McIntosh MA2275 - opinions


I am lusting over the MA2275 so much right now and I hope someone will talk me out of it.

Kidding aside, I now own a (current) C22/MC275 combo, and I am happy about it, except for the unconvenience associated to the room it takes.

My actual questions to owners and former owners are this: I listent mostly to vinyl (MM cartridge), and I was wondering if the phono stage in it is tube based, and if it is good? Also, does the amp sound “veiled”?


black_circles_records
Your McIntosh C22 Preamp is totally tube. It's RIAA phono eq and phono 'low' level signal boost, up to 'high/line' level are done by tubes, then sent to any amp, in your case a tube amp with 1 set of inputs.

A moving magnet LP cartridge (most common) sends a 'low' signal out to be processed by an RIAA Phono Equalization curve (bass boosted/treble cut), somewhere, then it's signal strength boosted, somewhere, up to 'high/line' level. (original ceramic cartridges sent 'high/line' level signals straight to the amp.

Amps amplify any 'line' level signal. Amps have 1 set of inputs, integrated amps have multiple inputs which allows several line level sources to go directly to the integrated amp. They often have volume controls, some remote volume. You use one input for the preamp's selected output to go into the amp. All pre-amp output is 'high/line' level strength.

Some integrated amps have passive pass thru for preamp signals to bypass all switching and volume circuits. In this case the pre-amp's volume is used, not the integrated amps volume control.

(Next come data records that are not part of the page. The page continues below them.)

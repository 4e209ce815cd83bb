use std::sync::Arc;

use glam::Vec3;
use hecs::World;

use super::internal::{animations, snapshot};
use crate::math::{Frustum, Sphere};
use crate::scene::builder::EntityBuilder;
use crate::scene::drawable::{DrawableData, DrawableIndex};
use crate::scene::light::{LightData, LightId, LightType};
use crate::scene::material::MaterialLibrary;
use crate::scene::query::{LightIndex, SpatialQuery};
use crate::scene::Camera;

pub struct Scene {
    pub world: World,
    materials: Arc<MaterialLibrary>,
    camera: Camera,
    ambient_color: Vec3,
    time: f64,
    next_light_id: u64,
}

impl Default for Scene {
    fn default() -> Self {
        Self::new()
    }
}

impl Scene {
    pub fn new() -> Self {
        Self {
            world: World::new(),
            materials: Arc::new(MaterialLibrary::default()),
            camera: Camera::default(),
            ambient_color: Vec3::splat(0.1),
            time: 0.0,
            next_light_id: 1,
        }
    }

    pub fn time(&self) -> f64 {
        self.time
    }

    pub fn camera(&self) -> &Camera {
        &self.camera
    }

    pub fn camera_mut(&mut self) -> &mut Camera {
        &mut self.camera
    }

    pub fn set_camera(&mut self, camera: Camera) {
        self.camera = camera;
    }

    pub fn ambient_color(&self) -> Vec3 {
        self.ambient_color
    }

    pub fn set_ambient_color(&mut self, color: Vec3) {
        self.ambient_color = color;
    }

    pub fn materials(&self) -> &MaterialLibrary {
        &self.materials
    }

    pub fn materials_mut(&mut self) -> &mut MaterialLibrary {
        Arc::make_mut(&mut self.materials)
    }

    pub fn spawn(&mut self) -> EntityBuilder<'_> {
        EntityBuilder::new(&mut self.world)
    }

    /// Hands out a light id that stays unique for the lifetime of the scene.
    pub fn allocate_light_id(&mut self) -> LightId {
        let id = LightId(self.next_light_id);
        self.next_light_id += 1;
        id
    }

    pub fn update(&mut self, dt: f64) {
        self.time += dt;
        animations::update_rotate_animations(&mut self.world, dt);
        animations::update_orbit_animations(&mut self.world, self.time);
    }

    /// Resolves world placement of every visible drawable and light for one frame.
    pub fn snapshot(&self) -> SceneSnapshot {
        SceneSnapshot {
            drawables: snapshot::collect_drawables(&self.world),
            lights: snapshot::collect_lights(&self.world),
            materials: Arc::clone(&self.materials),
            ambient_color: self.ambient_color,
        }
    }
}

/// Immutable view of the scene for one frame.
#[derive(Clone)]
pub struct SceneSnapshot {
    pub drawables: Vec<DrawableData>,
    pub lights: Vec<LightData>,
    pub materials: Arc<MaterialLibrary>,
    pub ambient_color: Vec3,
}

impl SceneSnapshot {
    pub fn new(drawables: Vec<DrawableData>, lights: Vec<LightData>) -> Self {
        Self {
            drawables,
            lights,
            materials: Arc::new(MaterialLibrary::default()),
            ambient_color: Vec3::ZERO,
        }
    }

    pub fn with_materials(mut self, materials: MaterialLibrary) -> Self {
        self.materials = Arc::new(materials);
        self
    }

    pub fn with_ambient(mut self, color: Vec3) -> Self {
        self.ambient_color = color;
        self
    }
}

impl SpatialQuery for SceneSnapshot {
    fn query_drawables(&self, frustum: &Frustum, view_mask: u32, out: &mut Vec<DrawableIndex>) {
        out.extend(
            self.drawables
                .iter()
                .enumerate()
                .filter(|(_, d)| d.drawable.view_mask & view_mask != 0)
                .filter(|(_, d)| frustum.intersects_box(&d.world_bounds))
                .map(|(i, _)| i),
        );
    }

    fn query_drawables_in_sphere(&self, sphere: &Sphere, view_mask: u32, out: &mut Vec<DrawableIndex>) {
        out.extend(
            self.drawables
                .iter()
                .enumerate()
                .filter(|(_, d)| d.drawable.view_mask & view_mask != 0)
                .filter(|(_, d)| sphere.intersects_box(&d.world_bounds))
                .map(|(i, _)| i),
        );
    }

    fn query_lights(&self, frustum: &Frustum, view_mask: u32, out: &mut Vec<LightIndex>) {
        out.extend(
            self.lights
                .iter()
                .enumerate()
                .filter(|(_, l)| l.light.view_mask & view_mask != 0)
                .filter(|(_, l)| match l.light_type() {
                    LightType::Directional => true,
                    LightType::Point => frustum.intersects_sphere(&l.sphere()),
                    LightType::Spot => frustum.intersects_frustum(&l.frustum()),
                })
                .map(|(i, _)| i),
        );
    }

    fn query_occluders(&self, frustum: &Frustum, view_mask: u32, out: &mut Vec<DrawableIndex>) {
        out.extend(
            self.drawables
                .iter()
                .enumerate()
                .filter(|(_, d)| d.drawable.occluder && d.drawable.view_mask & view_mask != 0)
                .filter(|(_, d)| frustum.intersects_box(&d.world_bounds))
                .map(|(i, _)| i),
        );
    }

    fn drawable(&self, index: DrawableIndex) -> &DrawableData {
        &self.drawables[index]
    }

    fn light(&self, index: LightIndex) -> &LightData {
        &self.lights[index]
    }

    fn num_drawables(&self) -> usize {
        self.drawables.len()
    }
}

Traditionally, the low level cartridge output is sent to a preamp phono 'low' input, and the preamp has it's own RIAA phono eq circuit and subsequent phono signal boost up to 'line' level, then off to the amp.

These days, the phono preamp (RIAA eq and signal boost) may possibly be located within a TT, The TT then sending a 'line' level strength directly to an integrated amp (amp with multiple inputs), or, into a 'line' input of a pre-amp, then on to the amp.

My TT has a switchable internal preamp, I can use its switch in 'line' position, or send cartridge signal 'phono' position. Using SS C28 preamp, I preferred the TT preamp, now using tube mx110z preamp, I prefer the mx110z's phono preamp.

Moving coil cartridges produce a very low signal strength, and require a signal boost first, up to the moving magnet signal strength, then that is sent somewhere for RIAA phono eq, then boosted again up to 'high/line' signal strength to go to an amp.

McIntosh amps have switchable signal strength inputs, one is 2.5v to match their preamps which output 2.5v.
RIAA phono eq is how LP (long playing) records were achieved.

During recording, the bass signals are cut, thus smaller/narrower grooves are needed/made by the cutter. Move narrow grooves = Long Playing.

At the same time, the highs are boosted, enlarging the grooves so the same size stylus can track the narrower bass grooves and the wider treble grooves.

It also separates the highs further from surface noise frequencies, like Dolby did later for tapes.
I forgot,

thus, for phono playback: the bass has to be boosted back to normal, and the highs have to be cut back to normal. That is what the RIAA phono eq circuit does.

If a TT cartridge output is plugged into a line level input (without RIAA eq or signal strength boost), it will sound awful, no bass, screechy highs, and low volume, needing more pre-amp/amp signal boost, pushing either or both parts of the system up into noise/distortion range, especially tube equipment.

Believe it or not, early CD's, (early players costing $5k), some of the LP masters went directly to CD without RIAA eq, and the horror stories about CD's sounding awful resulted.